2025-09-26 –, Social Hub Main Room
Building on "Qubes Air: Hardware, Firmware, and Architectural Foundations" talk, this session outlines an opinionated vision of Qubes Air vertical integration, explicitly addressing the needs of security-conscious technical professionals like security researchers, developers, privacy advocates, and
SMEs operating in the surrounding ecosystem. Grounded in Kicksecure/Whonix persona and threat model, it emphasizes potential vertical integration of secure thin clients and robust servers equipped in Dasharo and Qubes OS. The talk will explore leveraging recent qrexec-based RemoteVM advancements for secure delegation of sensitive workloads, attestation, TrenchBoot for enhanced platform trustworthiness, and preliminary PoCs demonstrating feasibility and value.
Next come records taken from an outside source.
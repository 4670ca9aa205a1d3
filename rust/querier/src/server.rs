use crate::{
    config::AppConfig,
    db::ClickHouseClient,
    engine::{FilterEngine, TranslateRequest, TranslateResponse},
    error::{QuerierError, Result},
    state::AppState,
};
use axum::{
    extract::State,
    http::HeaderMap,
    routing::{get, post},
    Json, Router,
};
use serde_json::json;
use std::sync::Arc;
use tokio::net::TcpListener;
use tower_http::trace::TraceLayer;
use tracing::info;

pub struct Server {
    config: Arc<AppConfig>,
    state: AppState,
}

impl Server {
    pub fn new(config: AppConfig) -> anyhow::Result<Self> {
        let client = ClickHouseClient::new(&config)?;
        let engine = FilterEngine::new(&config, Arc::new(client))?;
        Ok(Self::from_parts(config, engine))
    }

    /// Server over a prebuilt engine, e.g. one backed by a stub query client.
    pub fn from_parts(config: AppConfig, engine: FilterEngine) -> Self {
        let config = Arc::new(config);
        let state = AppState::new(Arc::clone(&config), engine);
        Self { config, state }
    }

    pub fn router(&self) -> Router {
        Router::new()
            .route("/healthz", get(Self::health))
            .route("/api/filter/translate", post(Self::translate))
            .with_state(self.state.clone())
            .layer(TraceLayer::new_for_http())
    }

    pub async fn run(self) -> anyhow::Result<()> {
        let addr = self.config.listen_addr;
        let listener = TcpListener::bind(addr).await?;
        info!(%addr, "querier listening");
        axum::serve(listener, self.router()).await?;
        Ok(())
    }

    async fn health() -> Json<serde_json::Value> {
        Json(json!({ "status": "ok" }))
    }

    async fn translate(
        State(state): State<AppState>,
        headers: HeaderMap,
        Json(request): Json<TranslateRequest>,
    ) -> Result<Json<TranslateResponse>> {
        enforce_api_key(&headers, &state.config)?;
        let response = state.engine.translate(request).await?;
        Ok(Json(response))
    }
}

fn enforce_api_key(headers: &HeaderMap, config: &AppConfig) -> Result<()> {
    if let Some(expected) = &config.api_key {
        let provided = headers
            .get("x-api-key")
            .and_then(|value| value.to_str().ok());

        if provided != Some(expected.as_str()) {
            return Err(QuerierError::Auth);
        }
    }

    Ok(())
}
Participants will gain insights into:
- How Qubes Air aligns with the threat models and workflows of
security-sensitive users including comparison with non-Qubes Air workflow. - Leveraging qrexec's RemoteVM capabilities to securely delegate critical
workloads, including cryptographic operations, blockchain development, malware
analysis, and secure coding environments. - Preliminary Proof-of-Concept (PoC) demonstrations of RemoteVM functionality
as a key stepping stone towards broader adoption. - Implementation strategies for attestation using the TrenchBoot ecosystem,
contributing to verifiable platform integrity. - The business and security value proposition of vertically integrating
hardware, firmware, Qubes OS, and application software tailored for sensitive
technical workloads. - The presentation serves as an investor-focused pitch, highlighting both the
practical path forward and the high-value security outcomes achievable through
targeted ecosystem integration.
Piotr Król is an open-source firmware enthusiast and the founder of 3mdeb, established in March 2015. Rooted in the hacker ethos of collaboration and transparency, his work drives innovation in firmware resilience, platform security, and digital sovereignty.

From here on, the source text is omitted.